▶ _Assignment_
If a line includes "Decodes", copy it out of the entries.

== Exercise materials ==

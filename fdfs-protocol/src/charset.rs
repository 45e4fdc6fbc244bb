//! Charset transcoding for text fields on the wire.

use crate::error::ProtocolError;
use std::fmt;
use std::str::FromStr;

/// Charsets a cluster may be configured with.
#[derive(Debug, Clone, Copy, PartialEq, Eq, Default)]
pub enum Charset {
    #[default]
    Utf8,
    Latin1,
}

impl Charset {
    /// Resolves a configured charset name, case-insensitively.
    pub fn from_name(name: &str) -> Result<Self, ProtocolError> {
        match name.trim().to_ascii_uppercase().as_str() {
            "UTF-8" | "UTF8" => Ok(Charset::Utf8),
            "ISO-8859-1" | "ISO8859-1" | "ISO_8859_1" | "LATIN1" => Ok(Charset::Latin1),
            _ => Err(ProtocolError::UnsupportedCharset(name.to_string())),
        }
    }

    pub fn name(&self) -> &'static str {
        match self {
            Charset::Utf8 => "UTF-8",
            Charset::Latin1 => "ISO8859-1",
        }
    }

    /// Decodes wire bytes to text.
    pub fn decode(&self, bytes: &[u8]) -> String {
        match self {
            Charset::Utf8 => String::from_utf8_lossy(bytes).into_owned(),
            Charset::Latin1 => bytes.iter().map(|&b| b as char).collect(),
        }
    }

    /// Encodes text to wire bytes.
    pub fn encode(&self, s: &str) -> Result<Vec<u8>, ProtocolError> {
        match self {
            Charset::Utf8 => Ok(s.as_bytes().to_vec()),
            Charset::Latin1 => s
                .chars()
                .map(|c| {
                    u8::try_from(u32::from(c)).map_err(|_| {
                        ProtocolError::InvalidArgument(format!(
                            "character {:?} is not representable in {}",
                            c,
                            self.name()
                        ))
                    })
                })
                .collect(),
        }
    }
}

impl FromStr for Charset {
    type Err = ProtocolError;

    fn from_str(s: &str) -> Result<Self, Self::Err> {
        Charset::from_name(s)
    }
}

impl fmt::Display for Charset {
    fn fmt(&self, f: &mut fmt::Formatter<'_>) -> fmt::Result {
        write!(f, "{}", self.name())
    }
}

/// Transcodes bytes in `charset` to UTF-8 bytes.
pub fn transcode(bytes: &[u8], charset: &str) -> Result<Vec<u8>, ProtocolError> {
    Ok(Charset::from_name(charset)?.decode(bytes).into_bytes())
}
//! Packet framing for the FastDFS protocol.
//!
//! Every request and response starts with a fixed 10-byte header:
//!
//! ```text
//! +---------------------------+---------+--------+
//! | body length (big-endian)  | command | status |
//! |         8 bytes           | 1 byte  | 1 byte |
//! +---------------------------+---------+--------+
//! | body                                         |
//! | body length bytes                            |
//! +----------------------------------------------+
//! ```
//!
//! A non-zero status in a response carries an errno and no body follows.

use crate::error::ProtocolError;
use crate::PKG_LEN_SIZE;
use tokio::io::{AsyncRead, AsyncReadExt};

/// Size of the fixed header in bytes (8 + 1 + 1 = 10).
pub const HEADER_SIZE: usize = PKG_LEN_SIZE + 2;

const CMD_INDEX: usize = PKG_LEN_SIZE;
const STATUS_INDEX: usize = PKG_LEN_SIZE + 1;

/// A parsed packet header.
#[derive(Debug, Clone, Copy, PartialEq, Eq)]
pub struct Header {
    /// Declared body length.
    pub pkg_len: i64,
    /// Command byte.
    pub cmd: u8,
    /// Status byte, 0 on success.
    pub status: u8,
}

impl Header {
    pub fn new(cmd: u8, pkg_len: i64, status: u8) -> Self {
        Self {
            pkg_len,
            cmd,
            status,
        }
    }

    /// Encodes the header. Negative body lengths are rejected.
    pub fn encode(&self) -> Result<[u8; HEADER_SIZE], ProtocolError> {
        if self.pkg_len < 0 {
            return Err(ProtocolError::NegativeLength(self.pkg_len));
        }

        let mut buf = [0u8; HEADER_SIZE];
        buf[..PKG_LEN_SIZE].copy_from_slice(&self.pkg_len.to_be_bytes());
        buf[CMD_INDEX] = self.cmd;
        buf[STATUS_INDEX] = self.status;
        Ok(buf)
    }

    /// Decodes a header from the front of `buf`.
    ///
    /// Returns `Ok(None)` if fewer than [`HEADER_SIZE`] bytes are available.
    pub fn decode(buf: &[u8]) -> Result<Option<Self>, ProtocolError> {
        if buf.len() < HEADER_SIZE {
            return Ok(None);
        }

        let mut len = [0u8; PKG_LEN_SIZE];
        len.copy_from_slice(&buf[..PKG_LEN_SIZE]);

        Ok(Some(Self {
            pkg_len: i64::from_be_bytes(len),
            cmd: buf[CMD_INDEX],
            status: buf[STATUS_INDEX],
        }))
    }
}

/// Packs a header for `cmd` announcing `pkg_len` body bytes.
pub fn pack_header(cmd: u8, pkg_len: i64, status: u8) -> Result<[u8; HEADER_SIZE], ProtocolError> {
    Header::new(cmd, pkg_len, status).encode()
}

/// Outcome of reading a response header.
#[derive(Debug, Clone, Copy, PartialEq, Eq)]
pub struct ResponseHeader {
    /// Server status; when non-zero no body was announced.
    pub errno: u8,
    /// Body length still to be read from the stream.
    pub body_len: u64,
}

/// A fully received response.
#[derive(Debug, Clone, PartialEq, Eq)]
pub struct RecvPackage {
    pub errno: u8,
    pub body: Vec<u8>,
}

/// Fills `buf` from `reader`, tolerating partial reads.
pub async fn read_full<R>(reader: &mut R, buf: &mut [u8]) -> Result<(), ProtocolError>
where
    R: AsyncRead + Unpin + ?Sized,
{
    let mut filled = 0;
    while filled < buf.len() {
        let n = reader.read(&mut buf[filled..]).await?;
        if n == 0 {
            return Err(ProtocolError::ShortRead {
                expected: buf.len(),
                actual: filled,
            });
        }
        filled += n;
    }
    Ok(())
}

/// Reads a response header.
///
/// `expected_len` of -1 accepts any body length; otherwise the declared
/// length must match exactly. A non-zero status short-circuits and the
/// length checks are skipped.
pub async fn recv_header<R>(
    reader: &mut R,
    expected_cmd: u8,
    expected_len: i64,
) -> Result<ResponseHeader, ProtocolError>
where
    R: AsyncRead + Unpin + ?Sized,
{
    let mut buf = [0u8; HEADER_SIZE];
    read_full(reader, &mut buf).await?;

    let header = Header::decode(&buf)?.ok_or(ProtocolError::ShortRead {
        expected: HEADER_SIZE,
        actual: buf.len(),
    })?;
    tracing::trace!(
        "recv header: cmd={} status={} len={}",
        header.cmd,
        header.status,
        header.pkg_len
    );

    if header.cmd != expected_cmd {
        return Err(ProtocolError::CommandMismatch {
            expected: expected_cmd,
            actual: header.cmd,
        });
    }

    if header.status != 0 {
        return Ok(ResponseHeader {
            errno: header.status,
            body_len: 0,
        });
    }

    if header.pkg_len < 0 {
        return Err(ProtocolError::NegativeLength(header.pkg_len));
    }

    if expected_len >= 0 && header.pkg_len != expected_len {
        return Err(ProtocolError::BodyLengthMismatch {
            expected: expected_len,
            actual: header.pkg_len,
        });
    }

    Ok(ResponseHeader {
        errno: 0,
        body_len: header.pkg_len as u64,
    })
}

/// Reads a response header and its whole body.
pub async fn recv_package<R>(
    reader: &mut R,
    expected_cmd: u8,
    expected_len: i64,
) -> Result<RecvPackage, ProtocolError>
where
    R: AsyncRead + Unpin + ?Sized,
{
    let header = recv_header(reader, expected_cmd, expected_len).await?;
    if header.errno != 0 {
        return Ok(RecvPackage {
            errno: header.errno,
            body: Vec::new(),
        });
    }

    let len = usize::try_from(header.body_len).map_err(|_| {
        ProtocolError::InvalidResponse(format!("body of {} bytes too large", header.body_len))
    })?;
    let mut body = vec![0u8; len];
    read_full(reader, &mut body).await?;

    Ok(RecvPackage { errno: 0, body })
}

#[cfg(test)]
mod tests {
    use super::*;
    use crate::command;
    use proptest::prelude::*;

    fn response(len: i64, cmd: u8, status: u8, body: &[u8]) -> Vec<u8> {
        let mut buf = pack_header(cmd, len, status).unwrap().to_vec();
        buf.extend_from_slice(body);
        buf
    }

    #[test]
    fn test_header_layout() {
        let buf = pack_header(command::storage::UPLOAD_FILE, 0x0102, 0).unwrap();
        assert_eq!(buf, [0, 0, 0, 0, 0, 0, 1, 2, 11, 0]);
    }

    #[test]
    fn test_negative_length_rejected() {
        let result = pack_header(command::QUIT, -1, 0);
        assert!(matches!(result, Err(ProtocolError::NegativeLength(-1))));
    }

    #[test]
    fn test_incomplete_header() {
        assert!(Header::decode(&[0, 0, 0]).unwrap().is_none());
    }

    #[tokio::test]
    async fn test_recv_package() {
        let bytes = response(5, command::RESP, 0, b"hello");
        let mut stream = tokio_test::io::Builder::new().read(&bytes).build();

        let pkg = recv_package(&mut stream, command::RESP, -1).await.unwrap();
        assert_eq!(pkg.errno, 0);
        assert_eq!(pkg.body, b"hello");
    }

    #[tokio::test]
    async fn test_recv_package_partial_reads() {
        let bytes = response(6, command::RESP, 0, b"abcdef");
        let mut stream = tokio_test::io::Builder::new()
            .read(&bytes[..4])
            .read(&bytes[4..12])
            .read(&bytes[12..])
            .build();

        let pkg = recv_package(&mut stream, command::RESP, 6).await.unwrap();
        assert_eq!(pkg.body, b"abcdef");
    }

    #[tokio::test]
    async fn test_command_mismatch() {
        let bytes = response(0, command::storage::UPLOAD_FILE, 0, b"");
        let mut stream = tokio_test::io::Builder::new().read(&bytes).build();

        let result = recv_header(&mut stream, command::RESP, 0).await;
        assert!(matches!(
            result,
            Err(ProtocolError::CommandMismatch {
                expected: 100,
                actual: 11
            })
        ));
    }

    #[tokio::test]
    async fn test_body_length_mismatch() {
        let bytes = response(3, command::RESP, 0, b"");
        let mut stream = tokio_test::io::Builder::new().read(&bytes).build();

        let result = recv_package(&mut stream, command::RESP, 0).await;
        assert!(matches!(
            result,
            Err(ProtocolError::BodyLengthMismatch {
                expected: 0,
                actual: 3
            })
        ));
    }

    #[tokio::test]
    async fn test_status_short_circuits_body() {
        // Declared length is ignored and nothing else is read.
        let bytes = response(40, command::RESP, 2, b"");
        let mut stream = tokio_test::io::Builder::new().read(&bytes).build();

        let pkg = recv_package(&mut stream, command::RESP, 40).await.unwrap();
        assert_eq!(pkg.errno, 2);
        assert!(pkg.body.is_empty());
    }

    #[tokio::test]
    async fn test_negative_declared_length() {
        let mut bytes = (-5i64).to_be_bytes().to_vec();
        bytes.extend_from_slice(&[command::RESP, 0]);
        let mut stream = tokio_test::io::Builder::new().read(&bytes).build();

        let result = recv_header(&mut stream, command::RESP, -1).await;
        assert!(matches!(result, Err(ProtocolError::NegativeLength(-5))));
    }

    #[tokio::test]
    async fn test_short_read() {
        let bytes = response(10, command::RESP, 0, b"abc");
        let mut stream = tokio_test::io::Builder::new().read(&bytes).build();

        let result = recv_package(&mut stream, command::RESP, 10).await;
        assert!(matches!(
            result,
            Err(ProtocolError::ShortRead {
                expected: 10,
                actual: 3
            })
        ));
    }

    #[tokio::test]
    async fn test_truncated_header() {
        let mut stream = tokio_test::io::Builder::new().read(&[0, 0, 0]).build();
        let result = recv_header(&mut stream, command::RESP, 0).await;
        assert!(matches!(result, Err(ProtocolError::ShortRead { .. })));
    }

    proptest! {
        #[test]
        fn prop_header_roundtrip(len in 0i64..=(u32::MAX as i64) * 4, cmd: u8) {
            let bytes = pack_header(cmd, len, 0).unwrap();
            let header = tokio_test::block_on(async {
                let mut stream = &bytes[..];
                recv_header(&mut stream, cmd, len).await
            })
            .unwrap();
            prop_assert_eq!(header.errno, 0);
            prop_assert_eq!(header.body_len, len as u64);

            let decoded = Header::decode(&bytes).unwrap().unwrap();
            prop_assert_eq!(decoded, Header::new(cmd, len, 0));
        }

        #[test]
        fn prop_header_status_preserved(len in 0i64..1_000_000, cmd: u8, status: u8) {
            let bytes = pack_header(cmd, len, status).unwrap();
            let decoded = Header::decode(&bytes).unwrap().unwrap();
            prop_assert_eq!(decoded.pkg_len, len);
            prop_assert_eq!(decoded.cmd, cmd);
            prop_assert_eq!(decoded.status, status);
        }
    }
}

===

▶ _Output of the exercise_
    /// Decodes wire bytes to text.
    /// Decodes a header from the front of `buf`.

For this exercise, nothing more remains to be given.